We knew we wanted to:
1. Be at the Indian-Marrowstone "causeway" at high tide
2. Pass through Port Townsend Canal and the Fort Flagler spit with the 2.5- to 3-knot tidal current
Seeing as how the high tide was around noon and the sun would set around 4:30, this means we had to launch at the Fort Flagler spit, travel south to the causeway through Kilisut Harbor, portage over the road at the causeway at high tide, then have lunch, paddle through the canal near maximum ebb current and return to Fort Flagler.
Since the tide would be against us at the spit at the end of the trip, we decided to launch at the north side of the spit (facing Whidbey Island) instead of the south side in Kilisut Harbor. We could have also simply launched from Port Townsend, adding about 2-3 miles (each way) to the trip, but as chop was forecasted, the winter days are short, the air was cold, and the trip was already going to be 11 miles of paddling at a minimum, we decided to do the extra driving (about 45 minutes each way.) Fort Flagler is a very nice park with great beach access (near campsites, including some Water Trail sites for kayakers).
This worked out very well for us. We launched at 10:45am and paddled through the break in the spit past several harbor seals peering at us from the surface of the water. Then, we crossed over to the east shore of Indian Island (off limits Navy property -- a munitions storage facility) and followed the coast for about 5 miles through the harbor to the causeway. It was very sunny, about 40 deg. F air temperature and about 50 deg. F water temperature. We had a 5-8 knot headwind. We saw heron, kingfishers, cormorants, sea gulls, and a few other boats (two motor boats and a row boat). The harbor was beautiful, especially Mystery Bay and the south end of the harbor. Plenty of signs warned us not to land at Indian Island (US Navy property.) The shoreline was very natural, though, and made for nice scenery. The only development we saw on that side of Indian Island were the signs, a fence near the causeway, and a clearing with a road and some mowed lawn with a "Firing Range" sign. It took us about two hours to travel Kilisut Harbor.
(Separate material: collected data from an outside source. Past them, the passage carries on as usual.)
// =============================================================================
// Exponential Moving Average (EMA)
// =============================================================================
//
//   alpha  = 2 / (period + 1)
//   seed   = SMA of the first `period` values
//   EMA_t  = value_t * alpha + EMA_{t-1} * (1 - alpha)
// =============================================================================

/// Compute the EMA series of `values` for `period`.
///
/// Output index `i` corresponds to input index `i + period - 1`; nothing is
/// emitted for the warm-up positions. Returns an empty `Vec` when
/// `period == 0` or the input is shorter than `period`. The series stops at
/// the first non-finite value.
pub fn calculate_ema(values: &[f64], period: usize) -> Vec<f64> {
    if period == 0 || values.len() < period {
        return Vec::new();
    }

    let alpha = 2.0 / (period as f64 + 1.0);

    let seed = values[..period].iter().sum::<f64>() / period as f64;
    if !seed.is_finite() {
        return Vec::new();
    }

    let mut out = Vec::with_capacity(values.len() - period + 1);
    out.push(seed);

    let mut prev = seed;
    for &value in &values[period..] {
        let ema = value * alpha + prev * (1.0 - alpha);
        if !ema.is_finite() {
            break;
        }
        out.push(ema);
        prev = ema;
    }

    out
}

/// EMA at the last input position, or `None` if it is undefined there.
pub fn latest_ema(values: &[f64], period: usize) -> Option<f64> {
    let series = calculate_ema(values, period);
    // A truncated series means the last position was never reached.
    if series.len() + period != values.len() + 1 {
        return None;
    }
    series.last().copied()
}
We crossed the road at slack tide, and although some people go through the four-foot wide concrete drainage pipes, we chose to portage. We had some trouble finding the route through the winding inter-tidal passages to Oak Bay, but eventually we portaged again to reach a nice beach where we launched into Oak Bay.
For lunch we stopped at the county park beach just before the south entrance to Port Townsend Canal. The beach is popular among dog walkers and fisherman. We enjoyed chatting with them, meeting their dogs, and eating our PBJ sandwiches. We then launched and went through the canal at maximum ebb current -- about 2.75 knots, staying mid-channel through it (and beyond) toward Port Townsend. Shortly thereafter, we passed a private Navy campground area (with park benches, garbage cans, and RV hookups) on Indian Island and some docks with "Police" boats - military police.
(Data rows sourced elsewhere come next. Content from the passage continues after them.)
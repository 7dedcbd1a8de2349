// =============================================================================
// Rate-Limit Tracker: request weight budget for the Binance REST API
// =============================================================================
//
// Binance allows 1200 request weight per minute per IP; we cap ourselves at
// 1000. The `X-MBX-USED-WEIGHT-1M` header of every response is the source of
// truth. A reading older than one minute is stale: the exchange window has
// rolled over, so it no longer blocks requests.
// =============================================================================

use std::sync::atomic::{AtomicU32, Ordering};
use std::time::{Duration, Instant};

use parking_lot::Mutex;
use tracing::{debug, warn};

use crate::error::ScanError;

/// Hard ceiling at which we refuse to send additional requests.
pub const WEIGHT_HARD_LIMIT: u32 = 1000;
/// Soft warning threshold.
const WEIGHT_WARN_THRESHOLD: u32 = 800;
/// Length of the exchange's weight window.
const WEIGHT_WINDOW: Duration = Duration::from_secs(60);

/// Thread-safe request weight tracker.
pub struct RateLimitTracker {
    used_weight_1m: AtomicU32,
    last_update: Mutex<Option<Instant>>,
}

impl RateLimitTracker {
    pub fn new() -> Self {
        Self {
            used_weight_1m: AtomicU32::new(0),
            last_update: Mutex::new(None),
        }
    }

    /// Record the used weight reported by the exchange.
    pub fn record_used_weight(&self, weight: u32) {
        let prev = self.used_weight_1m.swap(weight, Ordering::Relaxed);
        *self.last_update.lock() = Some(Instant::now());

        if weight >= WEIGHT_WARN_THRESHOLD && prev < WEIGHT_WARN_THRESHOLD {
            warn!(
                used_weight = weight,
                hard_limit = WEIGHT_HARD_LIMIT,
                "rate-limit weight crossed warning threshold"
            );
        }
        debug!(used_weight_1m = weight, "rate-limit weight updated");
    }

    /// Update from the HTTP response headers returned by Binance.
    pub fn update_from_headers(&self, headers: &reqwest::header::HeaderMap) {
        let weight = headers
            .get("X-MBX-USED-WEIGHT-1M")
            .and_then(|v| v.to_str().ok())
            .and_then(|s| s.parse::<u32>().ok());
        if let Some(weight) = weight {
            self.record_used_weight(weight);
        }
    }

    /// Weight used in the current window; 0 once the last reading is stale.
    pub fn used_weight(&self) -> u32 {
        let fresh = self
            .last_update
            .lock()
            .is_some_and(|at| at.elapsed() < WEIGHT_WINDOW);
        if fresh {
            self.used_weight_1m.load(Ordering::Relaxed)
        } else {
            0
        }
    }

    /// Check that `weight` more request weight fits under the hard limit.
    pub fn check(&self, weight: u32) -> Result<(), ScanError> {
        let used = self.used_weight();
        if used.saturating_add(weight) <= WEIGHT_HARD_LIMIT {
            return Ok(());
        }
        warn!(
            current_weight = used,
            requested_weight = weight,
            hard_limit = WEIGHT_HARD_LIMIT,
            "request blocked — would exceed rate-limit"
        );
        Err(ScanError::RateLimited {
            used,
            requested: weight,
            limit: WEIGHT_HARD_LIMIT,
        })
    }
}

impl Default for RateLimitTracker {
    fn default() -> Self {
        Self::new()
    }
}

impl std::fmt::Debug for RateLimitTracker {
    fn fmt(&self, f: &mut std::fmt::Formatter<'_>) -> std::fmt::Result {
        f.debug_struct("RateLimitTracker")
            .field("used_weight_1m", &self.used_weight())
            .finish()
    }
}

#[cfg(test)]
mod tests {
    use super::*;
    use reqwest::header::{HeaderMap, HeaderValue};

    #[test]
    fn fresh_tracker_allows_requests() {
        let tracker = RateLimitTracker::new();
        assert_eq!(tracker.used_weight(), 0);
        assert!(tracker.check(WEIGHT_HARD_LIMIT).is_ok());
    }

    #[test]
    fn header_updates_weight() {
        let tracker = RateLimitTracker::new();
        let mut headers = HeaderMap::new();
        headers.insert("X-MBX-USED-WEIGHT-1M", HeaderValue::from_static("420"));
        tracker.update_from_headers(&headers);
        assert_eq!(tracker.used_weight(), 420);
    }

    #[test]
    fn malformed_header_is_ignored() {
        let tracker = RateLimitTracker::new();
        let mut headers = HeaderMap::new();
        headers.insert("X-MBX-USED-WEIGHT-1M", HeaderValue::from_static("lots"));
        tracker.update_from_headers(&headers);
        assert_eq!(tracker.used_weight(), 0);
    }

    #[test]
    fn blocks_requests_over_the_cap() {
        let tracker = RateLimitTracker::new();
        tracker.record_used_weight(990);
        assert!(tracker.check(10).is_ok());
        let err = tracker.check(11).unwrap_err();
        assert_eq!(
            err,
            ScanError::RateLimited {
                used: 990,
                requested: 11,
                limit: WEIGHT_HARD_LIMIT
            }
        );
    }
}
A police boat sped off toward the next docks where a large ship was moored. The wind was picking up and as we traveled north we experienced up to 1-foot wind waves from behind us. When we got to the ship, there was a big sign that said to stay 1000 yards away - roughly 1/2 mile. We stayed pretty far away, at the edge of a line made by buoys. The police boat went out of sight then returned to a full stop about 1/4 mile away from the ship. The ship looked like a Navy cargo ship. On the dock was a huge crane. (The ranger at Fort Worden called this the "Crane of Death".) We waved at the police boat occupants and they waved back. After we passed and were about 1/2 mile beyond the ship, the police boat went back toward the channel.
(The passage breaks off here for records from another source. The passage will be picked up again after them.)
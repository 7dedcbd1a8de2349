// =============================================================================
// Binance REST API Client: public market data endpoints
// =============================================================================
//
// Only unauthenticated endpoints are used: klines, order book depth and the
// 24h ticker. Every request is checked against the local weight budget first
// and the budget is refreshed from the response headers afterwards.
// =============================================================================

use std::sync::Arc;
use std::time::Duration;

use anyhow::{Context, Result};
use serde::{Deserialize, Serialize};
use tracing::{debug, instrument, warn};

use crate::binance::rate_limit::RateLimitTracker;
use crate::error::ScanError;
use crate::market_data::orderbook::parse_depth;
use crate::market_data::{Candle, OrderBookSnapshot};
use crate::types::Timeframe;

pub const DEFAULT_BASE_URL: &str = "https://api.binance.com";

/// Depth limits accepted by `/api/v3/depth`.
const DEPTH_LIMITS: [usize; 8] = [5, 10, 20, 50, 100, 500, 1000, 5000];
/// Maximum klines per request.
pub const MAX_KLINES: usize = 1000;
/// Weight of `/api/v3/ticker/24hr` without a symbol parameter.
const TICKER_ALL_WEIGHT: u32 = 80;

/// Stablecoins whose pairs against the quote asset carry no signal.
const STABLE_BASES: [&str; 7] = ["USDC", "BUSD", "TUSD", "FDUSD", "DAI", "USDP", "USDE"];
/// Leveraged-token suffixes on the base asset (e.g. BTCUP, ETHBEAR). A
/// short base such as JUP is a regular coin.
const LEVERAGED_SUFFIXES: [&str; 4] = ["UP", "DOWN", "BULL", "BEAR"];

/// 24h traded volume of one symbol.
#[derive(Debug, Clone, PartialEq, Serialize, Deserialize)]
pub struct TickerVolume {
    pub symbol: String,
    pub quote_volume: f64,
}

/// Binance REST API client for public market data.
#[derive(Clone)]
pub struct BinanceClient {
    base_url: String,
    client: reqwest::Client,
    rate_limit: Arc<RateLimitTracker>,
}

impl BinanceClient {
    /// Create a client against `base_url` (e.g. `https://api.binance.com`).
    pub fn new(base_url: impl Into<String>, timeout: Duration) -> Result<Self> {
        let base_url = base_url.into().trim_end_matches('/').to_string();
        let client = reqwest::Client::builder()
            .timeout(timeout)
            .build()
            .context("failed to build HTTP client")?;

        debug!(base_url = %base_url, "BinanceClient initialised");

        Ok(Self {
            base_url,
            client,
            rate_limit: Arc::new(RateLimitTracker::new()),
        })
    }

    pub fn base_url(&self) -> &str {
        &self.base_url
    }

    // -------------------------------------------------------------------------
    // Public market data
    // -------------------------------------------------------------------------

    /// GET /api/v3/klines.
    ///
    /// Array indices:
    ///   [0] openTime, [1] open, [2] high, [3] low, [4] close, [5] volume,
    ///   [6] closeTime, ...
    #[instrument(skip(self), name = "binance::get_klines")]
    pub async fn get_klines(
        &self,
        symbol: &str,
        interval: Timeframe,
        limit: usize,
    ) -> Result<Vec<Candle>> {
        let limit = limit.clamp(1, MAX_KLINES);
        let query = format!("symbol={symbol}&interval={}&limit={limit}", interval.as_str());
        let body = self
            .get_json("/api/v3/klines", &query, klines_weight(limit))
            .await?;

        let candles = parse_klines(&body)?;
        debug!(symbol, interval = %interval, count = candles.len(), "klines fetched");
        Ok(candles)
    }

    /// GET /api/v3/depth, truncated to the top `depth` levels per side.
    #[instrument(skip(self), name = "binance::get_depth")]
    pub async fn get_depth(&self, symbol: &str, depth: usize) -> Result<OrderBookSnapshot> {
        let limit = depth_limit(depth);
        let query = format!("symbol={symbol}&limit={limit}");
        let body = self
            .get_json("/api/v3/depth", &query, depth_weight(limit))
            .await?;

        let mut book = parse_depth(&body).context("failed to parse depth response")?;
        book.truncate(depth);
        debug!(symbol, bids = book.bids.len(), asks = book.asks.len(), "depth fetched");
        Ok(book)
    }

    /// GET /api/v3/ticker/24hr for every symbol.
    #[instrument(skip(self), name = "binance::get_24h_volumes")]
    pub async fn get_24h_volumes(&self) -> Result<Vec<TickerVolume>> {
        let body = self
            .get_json("/api/v3/ticker/24hr", "", TICKER_ALL_WEIGHT)
            .await?;

        let raw = body
            .as_array()
            .context("ticker response is not an array")?;

        let tickers: Vec<TickerVolume> = raw
            .iter()
            .filter_map(|t| {
                let symbol = t["symbol"].as_str()?.to_string();
                let quote_volume = parse_str_f64(&t["quoteVolume"]).ok()?;
                Some(TickerVolume {
                    symbol,
                    quote_volume,
                })
            })
            .collect();

        debug!(count = tickers.len(), "24h tickers fetched");
        Ok(tickers)
    }

    /// Symbols quoted in `quote_asset`, most liquid first.
    pub async fn top_symbols_by_volume(&self, quote_asset: &str, limit: usize) -> Result<Vec<String>> {
        let tickers = self.get_24h_volumes().await?;
        Ok(select_top_symbols(tickers, quote_asset, limit))
    }

    // -------------------------------------------------------------------------
    // Internal helpers
    // -------------------------------------------------------------------------

    async fn get_json(&self, path: &str, query: &str, weight: u32) -> Result<serde_json::Value> {
        self.rate_limit.check(weight)?;

        let url = if query.is_empty() {
            format!("{}{}", self.base_url, path)
        } else {
            format!("{}{}?{}", self.base_url, path, query)
        };

        let resp = self
            .client
            .get(&url)
            .send()
            .await
            .with_context(|| format!("GET {path} request failed"))?;

        self.rate_limit.update_from_headers(resp.headers());

        let status = resp.status();
        if !status.is_success() {
            let body = resp.text().await.unwrap_or_default();
            return Err(ScanError::Exchange {
                endpoint: path.to_string(),
                status: status.as_u16(),
                body,
            }
            .into());
        }

        resp.json()
            .await
            .with_context(|| format!("failed to parse {path} response"))
    }
}

impl std::fmt::Debug for BinanceClient {
    fn fmt(&self, f: &mut std::fmt::Formatter<'_>) -> std::fmt::Result {
        f.debug_struct("BinanceClient")
            .field("base_url", &self.base_url)
            .field("rate_limit", &self.rate_limit)
            .finish()
    }
}

/// Parse the kline array-of-arrays payload.
fn parse_klines(body: &serde_json::Value) -> Result<Vec<Candle>> {
    let raw = body.as_array().context("klines response is not an array")?;

    let mut candles = Vec::with_capacity(raw.len());
    for entry in raw {
        let arr = entry.as_array().context("kline entry is not an array")?;
        if arr.len() < 7 {
            warn!("skipping malformed kline entry with {} elements", arr.len());
            continue;
        }

        let open_time = arr[0].as_i64().context("kline open time is not an integer")?;
        let close_time = arr[6].as_i64().context("kline close time is not an integer")?;
        candles.push(Candle::new(
            open_time,
            parse_str_f64(&arr[1])?,
            parse_str_f64(&arr[2])?,
            parse_str_f64(&arr[3])?,
            parse_str_f64(&arr[4])?,
            parse_str_f64(&arr[5])?,
            close_time,
        ));
    }
    Ok(candles)
}

/// Parse a JSON value that may be either a string or a number into `f64`.
fn parse_str_f64(val: &serde_json::Value) -> Result<f64> {
    if let Some(s) = val.as_str() {
        s.parse::<f64>()
            .with_context(|| format!("failed to parse '{s}' as f64"))
    } else if let Some(n) = val.as_f64() {
        Ok(n)
    } else {
        anyhow::bail!("expected string or number, got: {val}")
    }
}

/// Rank `tickers` quoted in `quote_asset` by 24h quote volume, dropping
/// leveraged tokens and stablecoin pairs.
pub fn select_top_symbols(
    mut tickers: Vec<TickerVolume>,
    quote_asset: &str,
    limit: usize,
) -> Vec<String> {
    let quote = quote_asset.to_uppercase();
    tickers.retain(|t| {
        let Some(base) = t.symbol.strip_suffix(quote.as_str()) else {
            return false;
        };
        !base.is_empty()
            && t.quote_volume.is_finite()
            && !STABLE_BASES.contains(&base)
            && !LEVERAGED_SUFFIXES
                .iter()
                .any(|suffix| base.len() >= suffix.len() + 3 && base.ends_with(suffix))
    });
    tickers.sort_by(|a, b| b.quote_volume.total_cmp(&a.quote_volume));
    tickers.into_iter().take(limit).map(|t| t.symbol).collect()
}

/// Smallest accepted depth limit that covers `depth`.
fn depth_limit(depth: usize) -> usize {
    DEPTH_LIMITS
        .iter()
        .copied()
        .find(|&l| l >= depth)
        .unwrap_or(DEPTH_LIMITS[DEPTH_LIMITS.len() - 1])
}

fn depth_weight(limit: usize) -> u32 {
    match limit {
        0..=100 => 5,
        101..=500 => 25,
        501..=1000 => 50,
        _ => 250,
    }
}

fn klines_weight(limit: usize) -> u32 {
    match limit {
        0..=99 => 1,
        100..=499 => 2,
        500..=1000 => 5,
        _ => 10,
    }
}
By this time, we were back at the spit. We passed near it to the north, noticing the strong current passing through the break in the spit. We were glad to have parked where we did so we did not have to paddle against this current. We ferried across it, being eyed by some harbor seals swimming along the opposite side of the spit. We landed at about 4pm. Subtracting the hour we took for lunch, we did the 11 miles in 4-1/4 hours, paddling casually. Our wetsuits had kept us warm all day, but when Marcia took hers off to change into dry clothes she got chilled, so I kept my wetsuit on. The restroom was very nice at the park. It even had a hot shower, at least in the men's room. I did not take a shower, as I was looking forward to a bath back at Fort Worden.
I highly recommend this trip, or even a short paddle in Kilisut Harbor. Next time, though, I think we will either go around Marrowstone Island or stick to the mainland shore (Port Hadlock to Port Townsend) to avoid the west shore of Indian Island. Kayaks can be rented in Port Townsend at Fort Worden or other places.
Also, as the Wooden Boat School has moved to Hadlock, near the north end of Port Townsend Canal, be sure to visit this facility offering classes in traditional (European-style) wooden boat building. Occasionally, Corey Freedman of the Skin Boat School teaches traditional (Aleutian-style) skin-on-frame kayak (baidarka, or "ikyak") building here. Across the street are some rental cottages and a charming little cafe. I assume prices on the cottages would be very reasonable. The quiet bay, and little activity on this waterfront, would be ideal for a quiet "maritime" getaway. Hang out at the cafe, peek in on wooden boat building classes, paddle, fish, or relax on the small beach.
Also, in Port Townsend check out Pygmy Kayaks showroom and try some wooden "stitch and glue" kit-built kayaks. They are very friendly and helpful. While in Port Townsend, you can have some good beer, good food, and sit under a traditional Alaskan "Hooper Bay" canvas-on-wood-frame kayak, a small exquisite cedar strip canoe, or pristine Pygmy wooden kayak while you dine at Public House Grill and Pub.